** Opening DATA FOR PROCESSING block **

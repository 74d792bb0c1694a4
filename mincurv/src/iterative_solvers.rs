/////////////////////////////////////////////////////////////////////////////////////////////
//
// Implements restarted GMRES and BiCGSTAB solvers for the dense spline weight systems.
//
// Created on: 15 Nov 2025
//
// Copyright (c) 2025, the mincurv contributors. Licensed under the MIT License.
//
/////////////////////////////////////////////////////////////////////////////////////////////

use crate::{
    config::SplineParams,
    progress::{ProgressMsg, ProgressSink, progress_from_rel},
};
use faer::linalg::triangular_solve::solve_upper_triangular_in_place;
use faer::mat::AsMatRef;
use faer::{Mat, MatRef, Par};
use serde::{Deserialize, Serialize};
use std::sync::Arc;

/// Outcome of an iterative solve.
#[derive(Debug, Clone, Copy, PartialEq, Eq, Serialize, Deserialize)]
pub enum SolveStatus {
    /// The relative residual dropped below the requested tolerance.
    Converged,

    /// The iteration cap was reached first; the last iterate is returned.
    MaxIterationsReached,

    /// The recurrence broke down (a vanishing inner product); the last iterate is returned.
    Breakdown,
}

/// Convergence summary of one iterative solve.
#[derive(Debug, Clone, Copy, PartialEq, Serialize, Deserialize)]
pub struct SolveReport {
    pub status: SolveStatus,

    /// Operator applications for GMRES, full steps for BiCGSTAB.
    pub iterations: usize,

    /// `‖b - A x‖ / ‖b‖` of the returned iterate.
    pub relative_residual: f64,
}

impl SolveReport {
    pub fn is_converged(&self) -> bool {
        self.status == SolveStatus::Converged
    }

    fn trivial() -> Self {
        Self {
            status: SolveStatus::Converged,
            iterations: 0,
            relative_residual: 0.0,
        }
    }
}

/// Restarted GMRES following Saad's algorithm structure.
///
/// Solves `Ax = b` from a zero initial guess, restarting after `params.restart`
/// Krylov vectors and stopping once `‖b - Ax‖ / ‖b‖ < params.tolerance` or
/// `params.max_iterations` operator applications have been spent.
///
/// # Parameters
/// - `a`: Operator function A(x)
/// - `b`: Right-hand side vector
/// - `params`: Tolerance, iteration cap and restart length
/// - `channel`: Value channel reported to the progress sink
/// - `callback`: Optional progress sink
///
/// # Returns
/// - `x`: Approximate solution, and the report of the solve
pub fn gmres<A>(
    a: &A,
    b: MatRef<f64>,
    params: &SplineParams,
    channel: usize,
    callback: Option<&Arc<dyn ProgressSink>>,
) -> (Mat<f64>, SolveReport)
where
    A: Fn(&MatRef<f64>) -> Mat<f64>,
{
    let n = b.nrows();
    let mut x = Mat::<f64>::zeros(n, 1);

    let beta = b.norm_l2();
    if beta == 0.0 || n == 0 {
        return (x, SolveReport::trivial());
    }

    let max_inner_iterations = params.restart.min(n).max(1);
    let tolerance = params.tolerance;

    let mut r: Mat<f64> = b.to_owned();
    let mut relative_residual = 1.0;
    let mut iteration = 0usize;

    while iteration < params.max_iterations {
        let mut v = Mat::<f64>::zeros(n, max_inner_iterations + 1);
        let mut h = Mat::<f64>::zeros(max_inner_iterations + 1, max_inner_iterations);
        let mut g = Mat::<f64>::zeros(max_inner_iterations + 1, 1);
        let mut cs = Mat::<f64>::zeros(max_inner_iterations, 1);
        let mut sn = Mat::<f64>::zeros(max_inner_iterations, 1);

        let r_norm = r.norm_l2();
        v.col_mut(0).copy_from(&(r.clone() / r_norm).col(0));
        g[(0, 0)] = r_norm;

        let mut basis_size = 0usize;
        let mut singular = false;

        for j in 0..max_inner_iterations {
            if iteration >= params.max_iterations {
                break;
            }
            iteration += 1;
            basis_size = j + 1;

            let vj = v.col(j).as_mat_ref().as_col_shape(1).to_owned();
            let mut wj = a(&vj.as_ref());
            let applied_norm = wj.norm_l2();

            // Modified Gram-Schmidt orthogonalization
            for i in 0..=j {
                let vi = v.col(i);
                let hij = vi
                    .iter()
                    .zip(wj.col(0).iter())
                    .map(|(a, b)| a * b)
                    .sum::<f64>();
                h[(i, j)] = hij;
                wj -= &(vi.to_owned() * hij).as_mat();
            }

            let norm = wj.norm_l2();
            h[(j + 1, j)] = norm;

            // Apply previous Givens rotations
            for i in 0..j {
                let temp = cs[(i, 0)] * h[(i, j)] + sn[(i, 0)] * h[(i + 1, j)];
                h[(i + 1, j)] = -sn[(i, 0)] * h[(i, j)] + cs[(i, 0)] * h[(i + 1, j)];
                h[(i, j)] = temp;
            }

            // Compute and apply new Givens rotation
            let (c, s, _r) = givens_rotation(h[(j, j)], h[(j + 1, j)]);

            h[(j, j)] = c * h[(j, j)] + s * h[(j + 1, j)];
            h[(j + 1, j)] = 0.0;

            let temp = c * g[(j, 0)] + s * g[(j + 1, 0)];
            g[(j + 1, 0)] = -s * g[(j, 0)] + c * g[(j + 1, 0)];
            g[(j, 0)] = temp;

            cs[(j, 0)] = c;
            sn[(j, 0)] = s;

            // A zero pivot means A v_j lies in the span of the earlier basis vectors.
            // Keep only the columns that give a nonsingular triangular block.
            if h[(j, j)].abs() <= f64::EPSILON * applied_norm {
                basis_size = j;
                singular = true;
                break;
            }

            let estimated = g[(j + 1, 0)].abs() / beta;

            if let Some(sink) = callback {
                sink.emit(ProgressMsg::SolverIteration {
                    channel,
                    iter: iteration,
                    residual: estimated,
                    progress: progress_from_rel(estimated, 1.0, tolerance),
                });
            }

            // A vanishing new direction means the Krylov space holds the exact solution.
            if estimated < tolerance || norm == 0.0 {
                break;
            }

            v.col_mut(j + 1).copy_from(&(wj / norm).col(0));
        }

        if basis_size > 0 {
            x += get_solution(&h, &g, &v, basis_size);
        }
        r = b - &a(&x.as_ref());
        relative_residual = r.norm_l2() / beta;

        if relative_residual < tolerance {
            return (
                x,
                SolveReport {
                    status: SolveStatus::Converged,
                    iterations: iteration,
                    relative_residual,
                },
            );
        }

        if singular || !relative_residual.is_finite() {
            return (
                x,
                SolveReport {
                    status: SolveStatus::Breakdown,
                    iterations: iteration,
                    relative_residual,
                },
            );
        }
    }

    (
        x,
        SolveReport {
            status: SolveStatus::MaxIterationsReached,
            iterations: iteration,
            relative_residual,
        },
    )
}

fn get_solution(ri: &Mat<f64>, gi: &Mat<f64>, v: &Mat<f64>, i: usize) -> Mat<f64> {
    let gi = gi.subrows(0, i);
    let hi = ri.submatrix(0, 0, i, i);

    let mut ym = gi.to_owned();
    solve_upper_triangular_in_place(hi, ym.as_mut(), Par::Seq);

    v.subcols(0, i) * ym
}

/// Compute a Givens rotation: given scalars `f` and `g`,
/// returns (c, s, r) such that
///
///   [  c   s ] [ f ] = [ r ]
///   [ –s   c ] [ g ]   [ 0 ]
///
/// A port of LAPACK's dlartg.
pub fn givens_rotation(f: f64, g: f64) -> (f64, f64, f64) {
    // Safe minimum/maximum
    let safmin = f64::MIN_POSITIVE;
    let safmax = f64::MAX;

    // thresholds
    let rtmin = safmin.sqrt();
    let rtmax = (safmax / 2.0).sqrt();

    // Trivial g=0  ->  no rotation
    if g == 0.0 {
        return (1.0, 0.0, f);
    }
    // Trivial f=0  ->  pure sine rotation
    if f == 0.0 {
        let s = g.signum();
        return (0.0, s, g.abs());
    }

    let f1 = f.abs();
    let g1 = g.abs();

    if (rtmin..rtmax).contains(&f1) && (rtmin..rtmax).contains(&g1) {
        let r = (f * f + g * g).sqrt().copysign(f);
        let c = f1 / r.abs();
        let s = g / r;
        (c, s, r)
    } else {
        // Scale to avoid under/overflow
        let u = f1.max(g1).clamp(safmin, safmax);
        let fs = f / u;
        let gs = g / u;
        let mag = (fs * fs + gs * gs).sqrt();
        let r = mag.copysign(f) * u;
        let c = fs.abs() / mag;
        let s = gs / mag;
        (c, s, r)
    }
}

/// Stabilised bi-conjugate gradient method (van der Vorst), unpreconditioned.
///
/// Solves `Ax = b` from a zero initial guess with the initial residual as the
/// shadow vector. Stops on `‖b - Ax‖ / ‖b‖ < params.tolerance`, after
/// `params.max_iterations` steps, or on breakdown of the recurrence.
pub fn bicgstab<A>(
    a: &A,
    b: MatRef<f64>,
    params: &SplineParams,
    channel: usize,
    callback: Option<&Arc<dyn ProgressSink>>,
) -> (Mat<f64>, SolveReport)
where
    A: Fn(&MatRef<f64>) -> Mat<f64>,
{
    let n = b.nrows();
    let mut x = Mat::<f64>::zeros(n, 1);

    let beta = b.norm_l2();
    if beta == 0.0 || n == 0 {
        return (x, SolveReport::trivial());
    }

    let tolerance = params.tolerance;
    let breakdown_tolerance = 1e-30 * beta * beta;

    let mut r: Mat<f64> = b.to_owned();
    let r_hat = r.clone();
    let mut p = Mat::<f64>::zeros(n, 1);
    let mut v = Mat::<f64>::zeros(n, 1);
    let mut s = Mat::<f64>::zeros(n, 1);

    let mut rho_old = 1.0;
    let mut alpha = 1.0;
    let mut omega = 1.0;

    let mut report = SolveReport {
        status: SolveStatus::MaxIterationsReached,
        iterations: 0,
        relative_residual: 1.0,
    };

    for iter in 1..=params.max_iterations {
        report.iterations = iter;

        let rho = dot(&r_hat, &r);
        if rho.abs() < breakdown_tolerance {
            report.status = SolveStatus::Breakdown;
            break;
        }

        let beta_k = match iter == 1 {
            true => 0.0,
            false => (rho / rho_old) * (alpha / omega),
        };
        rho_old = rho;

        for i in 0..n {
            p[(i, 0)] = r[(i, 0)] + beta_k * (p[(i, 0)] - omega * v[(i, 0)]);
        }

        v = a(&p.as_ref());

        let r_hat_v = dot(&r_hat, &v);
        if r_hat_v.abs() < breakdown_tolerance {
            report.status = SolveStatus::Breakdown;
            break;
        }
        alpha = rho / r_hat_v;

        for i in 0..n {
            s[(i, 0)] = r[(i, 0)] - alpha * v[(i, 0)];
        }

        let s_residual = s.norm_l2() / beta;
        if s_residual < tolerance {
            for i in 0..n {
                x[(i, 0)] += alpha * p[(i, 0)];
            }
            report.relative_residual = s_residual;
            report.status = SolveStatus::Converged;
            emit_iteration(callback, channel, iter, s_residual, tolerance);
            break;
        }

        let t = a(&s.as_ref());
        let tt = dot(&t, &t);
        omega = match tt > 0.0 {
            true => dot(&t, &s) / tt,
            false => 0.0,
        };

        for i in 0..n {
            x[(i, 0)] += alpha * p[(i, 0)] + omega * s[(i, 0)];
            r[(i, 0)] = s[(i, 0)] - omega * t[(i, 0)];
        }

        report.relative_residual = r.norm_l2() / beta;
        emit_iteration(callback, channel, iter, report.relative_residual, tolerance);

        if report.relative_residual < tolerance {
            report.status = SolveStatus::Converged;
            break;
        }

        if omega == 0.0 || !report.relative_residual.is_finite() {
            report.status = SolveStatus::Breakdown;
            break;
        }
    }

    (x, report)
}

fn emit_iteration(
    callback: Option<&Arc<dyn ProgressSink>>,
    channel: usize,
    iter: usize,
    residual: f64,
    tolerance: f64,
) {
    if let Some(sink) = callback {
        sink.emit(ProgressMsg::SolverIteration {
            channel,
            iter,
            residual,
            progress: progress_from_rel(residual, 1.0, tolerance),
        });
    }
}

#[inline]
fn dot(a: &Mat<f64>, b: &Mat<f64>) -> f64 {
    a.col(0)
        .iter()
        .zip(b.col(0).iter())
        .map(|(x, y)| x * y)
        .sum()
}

** Closing DATA FOR PROCESSING block **

Return only the stretch of the material above from the line holding "let g1 = g.abs();" through the line holding "let gs = g / u;", copied exactly.

RESPONSE
    let g1 = g.abs();

    if (rtmin..rtmax).contains(&f1) && (rtmin..rtmax).contains(&g1) {
        let r = (f * f + g * g).sqrt().copysign(f);
        let c = f1 / r.abs();
        let s = g / r;
        (c, s, r)
    } else {
        // Scale to avoid under/overflow
        let u = f1.max(g1).clamp(safmin, safmax);
        let fs = f / u;
        let gs = g / u;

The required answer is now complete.